She was somehow awake the morning I text her in Sept.  It would've
been about 7 in FL.  I woke up with panic and tears and not ready to text other friends. 
She sent this:

I still have her other texts.  The one I remember is this is going to be hard.  Really she said, 

"Best advice to you though is to love with all your being and allow yourself to receive love with all your being as you go through this.  It will be one of the hardest emotional journeys but if you allow, you will be able to learn more about yourself and be there for your dad with no regrets.  This is all easier said than done."


I was always amazed at how Jill could live her life the way she did with the sadness she had had. 
She always gathered others together:  Xmas cookie swaps, pumpkin carving parties, girls' nights out... I will draw inspiration from her (and others) but especially her when the crap is crappy.  
I also am blogging to use this is as my journal... Jill also said, "Start journaling - it's helped me."
So here I am.

Kitty picture break.

January-- not my favorite.  We went home again for MLK weekend. 
Dad was weaker.  Mom was freaking out about him and the house. 
How am I supposed to be happy about a baby?    I'll tell you how.  
After you get home, cry some more, take a bump pic for the people who are asking, then go to the doctor and get scary dooms day news.  

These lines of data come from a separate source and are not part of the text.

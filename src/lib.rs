//! Parser for gettext PO catalogs.
//!
//! Parsing is fail-fast: the first malformed token ends the parse with a
//! [`ParseFailure`] pointing at its exact span. An error that reaches the
//! reporter without a position is a lexer/parser wiring bug and comes out as
//! an [`IntegrationFault`] instead.

pub mod catalog;
pub mod lexer;
pub mod logging;
pub mod parser;
pub mod parser_error;
pub mod reporter;
pub mod symbol;
pub mod token;
pub mod token_dumper;

pub use catalog::{Catalog, CatalogError, Comments, PoEntry};
pub use lexer::{Lexer, Span, Spanned};
pub use parser::{Parser, parse_str};
pub use parser_error::{IntegrationFault, ParseError, ParseFailure};
pub use reporter::{ErrorSignal, PositionedErrorReporter, ReporterState};
pub use symbol::{ErrorInfo, Symbol};
pub use token::{CommentKind, Token};
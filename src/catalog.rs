use serde::{Deserialize, Serialize};
use thiserror::Error;

use crate::logging::targets;

/// Comments attached to a catalog entry, grouped by kind.
#[derive(Debug, Clone, Default, PartialEq, Eq, Serialize, Deserialize)]
pub struct Comments {
    pub translator: Vec<String>,
    pub extracted: Vec<String>,
    pub references: Vec<String>,
    /// Individual flags, already split on commas (`fuzzy`, `c-format`, ...).
    pub flags: Vec<String>,
    pub previous: Vec<String>,
}

/// One translation unit of a PO file.
#[derive(Debug, Clone, PartialEq, Eq, Serialize, Deserialize)]
pub struct PoEntry {
    pub context: Option<String>,
    pub id: String,
    pub plural_id: Option<String>,
    /// `msgstr` for singular entries, `msgstr[0..n]` in order for plural ones.
    pub translations: Vec<String>,
    pub comments: Comments,
    /// Char offsets of the entry's `msgid` keyword in the source.
    pub start: usize,
    pub end: usize,
}

impl PoEntry {
    pub fn is_fuzzy(&self) -> bool {
        self.comments.flags.iter().any(|f| f == "fuzzy")
    }

    pub fn is_plural(&self) -> bool {
        self.plural_id.is_some()
    }

    /// The gettext header is the entry with an empty `msgid` and no context.
    pub fn is_header(&self) -> bool {
        self.context.is_none() && self.id.is_empty()
    }
}

#[derive(Debug, Error)]
pub enum CatalogError {
    #[error("compiled catalog encoding failed: {0}")]
    Encode(postcard::Error),

    #[error("compiled catalog decoding failed: {0}")]
    Decode(postcard::Error),
}

/// Parsed PO catalog, entries in source order.
#[derive(Debug, Clone, Default, PartialEq, Eq, Serialize, Deserialize)]
pub struct Catalog {
    pub entries: Vec<PoEntry>,
}

impl Catalog {
    pub fn new() -> Self {
        Self::default()
    }

    pub fn len(&self) -> usize {
        self.entries.len()
    }

    pub fn is_empty(&self) -> bool {
        self.entries.is_empty()
    }

    pub fn iter(&self) -> impl Iterator<Item = &PoEntry> {
        self.entries.iter()
    }

    pub fn get(&self, context: Option<&str>, id: &str) -> Option<&PoEntry> {
        self.entries
            .iter()
            .find(|e| e.context.as_deref() == context && e.id == id)
    }

    pub fn header(&self) -> Option<&PoEntry> {
        self.entries.iter().find(|e| e.is_header())
    }

    /// Looks up a `Name: value` line of the header entry, case-insensitively.
    pub fn header_field(&self, name: &str) -> Option<&str> {
        let header = self.header()?;
        let text = header.translations.first()?;
        text.lines().find_map(|line| {
            let (key, value) = line.split_once(':')?;
            if key.trim().eq_ignore_ascii_case(name) {
                Some(value.trim())
            } else {
                None
            }
        })
    }

    /// Encodes the catalog in its compiled binary form.
    pub fn to_bytes(&self) -> Result<Vec<u8>, CatalogError> {
        let bytes = postcard::to_allocvec(self).map_err(CatalogError::Encode)?;
        tracing::debug!(
            target: targets::CATALOG,
            entries = self.entries.len(),
            bytes = bytes.len(),
            "encoded catalog"
        );
        Ok(bytes)
    }

    pub fn from_bytes(bytes: &[u8]) -> Result<Self, CatalogError> {
        let catalog: Catalog = postcard::from_bytes(bytes).map_err(CatalogError::Decode)?;
        tracing::debug!(
            target: targets::CATALOG,
            entries = catalog.entries.len(),
            "decoded catalog"
        );
        Ok(catalog)
    }
}

impl<'a> IntoIterator for &'a Catalog {
    type Item = &'a PoEntry;
    type IntoIter = std::slice::Iter<'a, PoEntry>;

    fn into_iter(self) -> Self::IntoIter {
        self.entries.iter()
    }
}

#[cfg(test)]
mod tests {
    use super::*;

    fn entry(context: Option<&str>, id: &str, translation: &str) -> PoEntry {
        PoEntry {
            context: context.map(str::to_string),
            id: id.to_string(),
            plural_id: None,
            translations: vec![translation.to_string()],
            comments: Comments::default(),
            start: 0,
            end: 5,
        }
    }

    fn sample() -> Catalog {
        Catalog {
            entries: vec![
                entry(
                    None,
                    "",
                    "Content-Type: text/plain; charset=UTF-8\nPlural-Forms: nplurals=2; plural=(n != 1);\n",
                ),
                entry(None, "open", "ouvrir"),
                entry(Some("menu"), "open", "Ouvrir…"),
            ],
        }
    }

    #[test]
    fn test_get_distinguishes_context() {
        let catalog = sample();
        assert_eq!(catalog.get(None, "open").unwrap().translations[0], "ouvrir");
        assert_eq!(
            catalog.get(Some("menu"), "open").unwrap().translations[0],
            "Ouvrir…"
        );
        assert!(catalog.get(Some("toolbar"), "open").is_none());
    }

    #[test]
    fn test_header_field_lookup() {
        let catalog = sample();
        assert!(catalog.header().unwrap().is_header());
        assert_eq!(
            catalog.header_field("plural-forms"),
            Some("nplurals=2; plural=(n != 1);")
        );
        assert_eq!(catalog.header_field("Language"), None);
    }

    #[test]
    fn test_header_missing() {
        let catalog = Catalog {
            entries: vec![entry(None, "a", "b")],
        };
        assert!(catalog.header().is_none());
        assert!(catalog.header_field("Content-Type").is_none());
    }

    #[test]
    fn test_fuzzy_flag() {
        let mut e = entry(None, "a", "b");
        assert!(!e.is_fuzzy());
        e.comments.flags = vec!["c-format".to_string(), "fuzzy".to_string()];
        assert!(e.is_fuzzy());
    }

    #[test]
    fn test_compiled_catalog_survives_encoding() {
        let catalog = sample();
        let bytes = catalog.to_bytes().unwrap();
        assert_eq!(Catalog::from_bytes(&bytes).unwrap(), catalog);
    }

    #[test]
    fn test_truncated_bytes_fail_to_decode() {
        let bytes = sample().to_bytes().unwrap();
        let err = Catalog::from_bytes(&bytes[..bytes.len() / 2]).unwrap_err();
        assert!(matches!(err, CatalogError::Decode(_)));
    }
}
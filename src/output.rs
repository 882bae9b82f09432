//! CLI output formatting for batch runs.
//!
//! # Output Format
//!
//! ## Per image
//!
//! ```text
//! 001-dawn.jpg
//!     1600x1200 → 300x225
//!     Output: resized/001-dawn-fit.jpg (18.4 KB)
//! broken.png
//!     Error: Failed to decode broken.png: ...
//! ```
//!
//! ## Summary
//!
//! ```text
//! Resized 2 images to image/jpeg, 1 failed
//! Manifest: resized/manifest.json
//! ```
//!
//! # Architecture
//!
//! Each output has a `format_*` function (returns `Vec<String>`) for
//! testability and a `print_*` wrapper that writes to stdout. Format functions
//! are pure: no I/O, no side effects.

use crate::process::{Job, Manifest, ProcessEvent};
use std::path::Path;

// ============================================================================
// Shared helpers
// ============================================================================

/// Return indentation string: 4 spaces per depth level.
fn indent(depth: usize) -> String {
    "    ".repeat(depth)
}

/// Display name for a source: its file name, or the whole string if it has none.
fn display_name(source: &str) -> String {
    Path::new(source)
        .file_name()
        .map(|f| f.to_string_lossy().into_owned())
        .unwrap_or_else(|| source.to_string())
}

fn format_dimensions((width, height): (u32, u32)) -> String {
    format!("{width}x{height}")
}

/// Human-readable byte count.
///
/// ```text
/// 512      → 512 B
/// 18841    → 18.4 KB
/// 3145728  → 3.0 MB
/// ```
fn format_size(bytes: usize) -> String {
    const KB: f64 = 1024.0;
    let b = bytes as f64;
    if b < KB {
        format!("{bytes} B")
    } else if b < KB * KB {
        format!("{:.1} KB", b / KB)
    } else {
        format!("{:.1} MB", b / (KB * KB))
    }
}

fn plural(count: usize, word: &str) -> String {
    if count == 1 {
        format!("{count} {word}")
    } else {
        format!("{count} {word}s")
    }
}

// ============================================================================
// Progress
// ============================================================================

/// Format one progress event.
///
/// Data URI payloads are not included; they are printed once the batch ends.
pub fn format_process_event(event: &ProcessEvent) -> Vec<String> {
    match event {
        ProcessEvent::Finished(done) => {
            let mut lines = vec![display_name(&done.source)];
            lines.push(format!(
                "{}{} → {}",
                indent(1),
                format_dimensions(done.source_dimensions),
                format_dimensions(done.dimensions)
            ));
            match &done.output {
                Some(path) => lines.push(format!(
                    "{}Output: {} ({})",
                    indent(1),
                    path,
                    format_size(done.bytes)
                )),
                None => lines.push(format!(
                    "{}Encoded: {} ({})",
                    indent(1),
                    done.mime,
                    format_size(done.bytes)
                )),
            }
            lines
        }
        ProcessEvent::Failed(failed) => vec![
            display_name(&failed.source),
            format!("{}Error: {}", indent(1), failed.error),
        ],
    }
}

// ============================================================================
// Summary
// ============================================================================

/// Format the end-of-run summary.
pub fn format_summary(manifest: &Manifest, manifest_path: Option<&Path>) -> Vec<String> {
    let verb = match manifest.job {
        Job::Fit => "Resized",
        Job::Thumbnail => "Thumbnailed",
    };
    let mut headline = format!(
        "{} {} to {}",
        verb,
        plural(manifest.outputs.len(), "image"),
        manifest.mime
    );
    if !manifest.failures.is_empty() {
        headline.push_str(&format!(", {} failed", manifest.failures.len()));
    }

    let mut lines = vec![headline];
    if let Some(path) = manifest_path {
        lines.push(format!("Manifest: {}", path.display()));
    }
    lines
}

pub fn print_summary(manifest: &Manifest, manifest_path: Option<&Path>) {
    for line in format_summary(manifest, manifest_path) {
        println!("{}", line);
    }
}

/// One data URI per line, in input order.
pub fn format_data_uris(manifest: &Manifest) -> Vec<String> {
    manifest
        .outputs
        .iter()
        .filter_map(|done| done.data_uri.clone())
        .collect()
}

pub fn print_data_uris(manifest: &Manifest) {
    for line in format_data_uris(manifest) {
        println!("{}", line);
    }
}

// ============================================================================
// Tests
// ============================================================================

20 week apt. was 3 days after this.  Big ultrasound. Joe came for first time.  Met the doctor. 
Doctor comes in and I ask her about possible mental health options for me because I just don't know how I'm handling things. 
Then, "the baby has a cyst in it's head.  Sometimes that can be a marker for Trisomy 18."








I crumble inside and am convinced that's what it is.  Joe here's the "98 percent of the time these cyst go away and don't mean anything" and would've probably moved on with his life.  I ruin it.  
There's the other 2 percent.  Why not me?  Why not my baby?  The 2 percent has to be somebody.  

Meanwhile, Katie goes into labor and Ruby is born.  We go by sonic to pick up milkshakes for them.  That's when my control spins out and I'm crying and Joe's crying and I'm ruining it. 
I want a healthy baby.  I want something happy to work out. 
Silver lining, I'm not sad about my dad in this moment.  

We go to hospital and literally see baby Ruby an hour or 2 after birth.  
Katie asks about my 20 week.  I try to gloss over it the first time but later it comes out.  
I tell my sister in law this news on the night she has her second birth. 
I am the Grinch that stole newborn excitement. 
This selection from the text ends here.